Saratoga News
- Type: Weekly newspaper
- Owner: Digital First Media
- Founder(s): Sherman and Wilma M. Miller
- Publisher: Bay Area News Group
- Founded: 1955
- Circulation: 13,240
- ISSN: 0745-6255
- OCLC number: 9314253
- Website: www.mercurynews.com/saratoga

= Saratoga News =

The Saratoga News is a local paper covering the city of Saratoga, California, in Santa Clara county. Published weekly on Tuesday, it has an estimated circulation of 13,240.

== Ownership and history ==

The Saratoga News was founded in 1955 by Sherman and Wilma M. Miller.

The paper was sold in 1973 to Suburban Newspaper Publishers Association group in Cupertino, headed by Mort Levine. It was sold again to the Meredith Corporation in 1978, then to ex-Meredith executive Terrence T. Donnelly and later to the Peninsula Times Tribune subsidiary of Tribune Publishing.

In 1990, Metro Newspapers purchased the Saratoga News along with Los Gatos Times-Observer and Los Gatos Weekly, the latter of which had been founded by Metro CEO Dan Pulcrano in 1982. Under Metro, the Saratoga News enjoyed a decade-long run, its longest period of local ownership other than that of the Millers. The community newspaper group adopted the name Silicon Valley Community Newspapers and purchased or started weeklies in Cupertino, Sunnyvale, Campbell and the Willow Glen district of San Jose. In 2001, Metro executive David Cohen purchased the Saratoga News as part of a management buyout of the community newspaper group.

In 2005, Knight Ridder purchased the Saratoga News as part of its acquisition of the Silicon Valley Community Newspapers.

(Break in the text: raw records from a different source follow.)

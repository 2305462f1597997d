//! Metrics emitter
//!
//! Read-only, strongly typed snapshots for external dashboards. A snapshot is
//! assembled in one pass under brief read locks and never mutates engine
//! state. The shape is versioned; changes must stay additive.

use std::collections::HashMap;
use std::path::Path;

use chrono::{DateTime, Utc};
use serde::{Deserialize, Serialize};

use crate::audit::{AuditLog, EntryKind};
use crate::hitl::HitlEngine;
use crate::memory::{CacheStats, MemoryEngine};
use crate::store::TaskStore;
use crate::task::TaskState;
use crate::types::RoleId;

/// Snapshot shape version; additive changes only
pub const SNAPSHOT_VERSION: u32 = 1;

// ============================================================================
// SNAPSHOT TYPES
// ============================================================================

#[derive(Debug, Clone, Serialize, Deserialize)]
#[serde(rename_all = "camelCase")]
pub struct TaskMetrics {
    pub id: String,
    pub state: TaskState,
    pub attempts: u32,
    pub duration_ms: Option<u64>,
    pub qa_passed: Option<bool>,
    pub hitl_state: Option<String>,
    pub last_error: Option<String>,
}

#[derive(Debug, Clone, Serialize, Deserialize)]
#[serde(rename_all = "camelCase")]
pub struct RoleMetrics {
    pub role: RoleId,
    /// Tasks brought to DONE
    pub throughput: usize,
    /// Tasks not yet terminal
    pub backlog: usize,
    pub mean_latency_ms: Option<u64>,
}

#[derive(Debug, Clone, Serialize, Deserialize)]
#[serde(rename_all = "camelCase")]
pub struct GlobalMetrics {
    pub total_tasks: usize,
    pub done: usize,
    pub failed: usize,
    pub cancelled: usize,
    pub completion_rate: f64,
    pub qa_pass_rate: f64,
    pub active_reviews: usize,
    pub overdue_reviews: usize,
    pub cache: CacheStats,
    /// Stable error code -> occurrence count
    pub error_counts: HashMap<String, u64>,
    /// Derived, additive: weighted blend of completion, QA, and review health
    pub health_score: f64,
}

#[derive(Debug, Clone, Serialize, Deserialize)]
#[serde(rename_all = "camelCase")]
pub struct MetricsSnapshot {
    pub version: u32,
    pub taken_at: DateTime<Utc>,
    pub tasks: Vec<TaskMetrics>,
    pub roles: Vec<RoleMetrics>,
    pub global: GlobalMetrics,
}

// ============================================================================
// COLLECTION
// ============================================================================

/// Assemble one consistent snapshot
pub fn snapshot(
    store: &TaskStore,
    hitl: &HitlEngine,
    memory: &MemoryEngine,
    audit: &AuditLog,
) -> MetricsSnapshot {
    let mut tasks = Vec::with_capacity(store.len());
    let mut per_role: HashMap<RoleId, (usize, usize, Vec<u64>)> = HashMap::new();
    let mut qa_total = 0usize;
    let mut qa_passed = 0usize;

    let mut specs: Vec<_> = store.specs().cloned().collect();
    specs.sort_by(|a, b| a.id.cmp(&b.id));

    for spec in &specs {
        let Some(record) = store.record(&spec.id) else {
            continue;
        };

        let duration_ms = match (record.started_at, record.finished_at) {
            (Some(start), Some(end)) => (end - start).num_milliseconds().try_into().ok(),
            _ => None,
        };

        if let Some(ref verdict) = record.qa_verdict {
            qa_total += 1;
            if verdict.passed {
                qa_passed += 1;
            }
        }

        let entry = per_role.entry(spec.owner).or_default();
        if record.state == TaskState::Done {
            entry.0 += 1;
            if let Some(ms) = duration_ms {
                entry.2.push(ms);
            }
        } else if !record.state.is_terminal() {
            entry.1 += 1;
        }

        tasks.push(TaskMetrics {
            id: spec.id.to_string(),
            state: record.state,
            attempts: record.attempts,
            duration_ms,
            qa_passed: record.qa_verdict.as_ref().map(|v| v.passed),
            hitl_state: hitl.item(&spec.id).map(|item| item.state.to_string()),
            last_error: record.last_error.map(|e| e.code.to_string()),
        });
    }

    let roles = RoleId::ALL
        .into_iter()
        .filter_map(|role| {
            let (throughput, backlog, latencies) = per_role.remove(&role)?;
            let mean_latency_ms = if latencies.is_empty() {
                None
            } else {
                Some(latencies.iter().sum::<u64>() / latencies.len() as u64)
            };
            Some(RoleMetrics {
                role,
                throughput,
                backlog,
                mean_latency_ms,
            })
        })
        .collect();

    let (done, failed, cancelled) = store.terminal_counts();
    let total = store.len();
    let completion_rate = if total == 0 {
        1.0
    } else {
        done as f64 / total as f64
    };
    let qa_pass_rate = if qa_total == 0 {
        1.0
    } else {
        qa_passed as f64 / qa_total as f64
    };

    let (active_reviews, overdue_reviews) = hitl.open_counts();

    let mut error_counts: HashMap<String, u64> = HashMap::new();
    for entry in audit.entries() {
        if let EntryKind::TaskErrored { code, .. } = entry.kind {
            *error_counts.entry(code.to_string()).or_default() += 1;
        }
    }

    let review_health = 1.0 - overdue_reviews as f64 / active_reviews.max(1) as f64;
    let health_score =
        (0.5 * completion_rate + 0.3 * qa_pass_rate + 0.2 * review_health).clamp(0.0, 1.0);

    MetricsSnapshot {
        version: SNAPSHOT_VERSION,
        taken_at: Utc::now(),
        tasks,
        roles,
        global: GlobalMetrics {
            total_tasks: total,
            done,
            failed,
            cancelled,
            completion_rate,
            qa_pass_rate,
            active_reviews,
            overdue_reviews,
            cache: memory.cache_stats(),
            error_counts,
            health_score,
        },
    }
}

/// Persist a snapshot as `<state_dir>/metrics.json` for pull consumers
pub fn persist(snapshot: &MetricsSnapshot, state_dir: &Path) {
    let Ok(raw) = serde_json::to_string_pretty(snapshot) else {
        return;
    };
    let path = state_dir.join("metrics.json");
    let tmp = state_dir.join(".metrics.tmp");
    let result = std::fs::write(&tmp, raw).and_then(|()| std::fs::rename(&tmp, &path));
    if let Err(e) = result {
        tracing::warn!(error = %e, "metrics snapshot not persisted");
    }
}

// ============================================================================
// TESTS
// ============================================================================

#[cfg(test)]
mod tests {
    use super::*;
    use crate::config::{HitlConfig, MemoryConfig};
    use crate::hitl::FailureHistory;
    use crate::task::{QaVerdict, TaskSpec};
    use crate::types::TaskId;
    use std::time::Duration;

    fn spec(id: &str, owner: &str) -> TaskSpec {
        serde_yaml::from_str(&format!(
            "id: {id}\ntitle: \"{id}\"\nowner: {owner}\npriority: MED\n"
        ))
        .unwrap()
    }

    fn fixtures(dir: &Path) -> (TaskStore, HitlEngine, MemoryEngine, AuditLog) {
        let audit = AuditLog::new();
        let store = TaskStore::in_memory(
            vec![spec("A", "backend"), spec("B", "frontend")],
            audit.clone(),
        );
        let hitl = HitlEngine::new(
            HitlConfig::default(),
            FailureHistory::in_memory(Duration::from_secs(3600)),
        );
        let memory = MemoryEngine::open(
            dir,
            MemoryConfig {
                passphrase: Some("t".into()),
                ..MemoryConfig::default()
            },
        )
        .unwrap();
        (store, hitl, memory, audit)
    }

    #[test]
    fn test_snapshot_counts_and_rates() {
        let dir = tempfile::tempdir().unwrap();
        let (store, hitl, memory, audit) = fixtures(dir.path());
        let a = TaskId::new("A").unwrap();

        store.transition(&a, TaskState::Ready).unwrap();
        store.transition(&a, TaskState::Running).unwrap();
        store.transition(&a, TaskState::QaPending).unwrap();
        store.update(&a, |r| r.qa_verdict = Some(QaVerdict::pass()));
        store.transition(&a, TaskState::Done).unwrap();

        let snap = snapshot(&store, &hitl, &memory, &audit);
        assert_eq!(snap.version, SNAPSHOT_VERSION);
        assert_eq!(snap.global.total_tasks, 2);
        assert_eq!(snap.global.done, 1);
        assert!((snap.global.completion_rate - 0.5).abs() < 1e-9);
        assert!((snap.global.qa_pass_rate - 1.0).abs() < 1e-9);

        let task_a = snap.tasks.iter().find(|t| t.id == "A").unwrap();
        assert_eq!(task_a.state, TaskState::Done);
        assert_eq!(task_a.attempts, 1);
        assert_eq!(task_a.qa_passed, Some(true));
    }

    #[test]
    fn test_role_breakdown() {
        let dir = tempfile::tempdir().unwrap();
        let (store, hitl, memory, audit) = fixtures(dir.path());
        let a = TaskId::new("A").unwrap();
        store.transition(&a, TaskState::Ready).unwrap();
        store.transition(&a, TaskState::Running).unwrap();
        store.transition(&a, TaskState::QaPending).unwrap();
        store.transition(&a, TaskState::Done).unwrap();

        let snap = snapshot(&store, &hitl, &memory, &audit);
        let backend = snap.roles.iter().find(|r| r.role == RoleId::Backend).unwrap();
        assert_eq!(backend.throughput, 1);
        assert_eq!(backend.backlog, 0);
        let frontend = snap
            .roles
            .iter()
            .find(|r| r.role == RoleId::Frontend)
            .unwrap();
        assert_eq!(frontend.backlog, 1);
    }

    #[test]
    fn test_error_counts_from_audit() {
        let dir = tempfile::tempdir().unwrap();
        let (store, hitl, memory, audit) = fixtures(dir.path());
        let a = TaskId::new("A").unwrap();
        store.record_error(
            &a,
            crate::task::RecordedError::new(crate::error::ErrorCode::Executor, "x"),
        );
        store.record_error(
            &a,
            crate::task::RecordedError::new(crate::error::ErrorCode::Executor, "y"),
        );

        let snap = snapshot(&store, &hitl, &memory, &audit);
        assert_eq!(snap.global.error_counts.get("EXECUTOR"), Some(&2));
        let task_a = snap.tasks.iter().find(|t| t.id == "A").unwrap();
        assert_eq!(task_a.last_error.as_deref(), Some("EXECUTOR"));
    }

    #[test]
    fn test_empty_run_health() {
        let dir = tempfile::tempdir().unwrap();
        let audit = AuditLog::new();
        let store = TaskStore::in_memory(vec![], audit.clone());
        let hitl = HitlEngine::new(
            HitlConfig::default(),
            FailureHistory::in_memory(Duration::from_secs(3600)),
        );
        let memory = MemoryEngine::open(
            dir.path(),
            MemoryConfig {
                passphrase: Some("t".into()),
                ..MemoryConfig::default()
            },
        )
        .unwrap();

        let snap = snapshot(&store, &hitl, &memory, &audit);
        assert_eq!(snap.global.total_tasks, 0);
        assert!((snap.global.health_score - 1.0).abs() < 1e-9);
    }

    #[test]
    fn test_persist_round_trip() {
        let dir = tempfile::tempdir().unwrap();
        let (store, hitl, memory, audit) = fixtures(dir.path());
        let snap = snapshot(&store, &hitl, &memory, &audit);
        persist(&snap, dir.path());

        let raw = std::fs::read_to_string(dir.path().join("metrics.json")).unwrap();
        let loaded: MetricsSnapshot = serde_json::from_str(&raw).unwrap();
        assert_eq!(loaded.version, snap.version);
        assert_eq!(loaded.tasks.len(), 2);
    }
}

In 2006, Knight Ridder was purchased by McClatchy Co., which immediately sold SVCN and the San Jose Mercury News to MediaNews Group. MediaNews Group is now known as Digital First Media. Silicon Valley Community Newspapers and the Saratoga News are published as part of the San Jose Mercury News. As part of its merger with San Jose Mercury News, Saratoga News is offered as part of a subscription model, rather than as a free weekly paper.

The paper is currently published by the Bay Area News Group, which is owned by Digital First Media.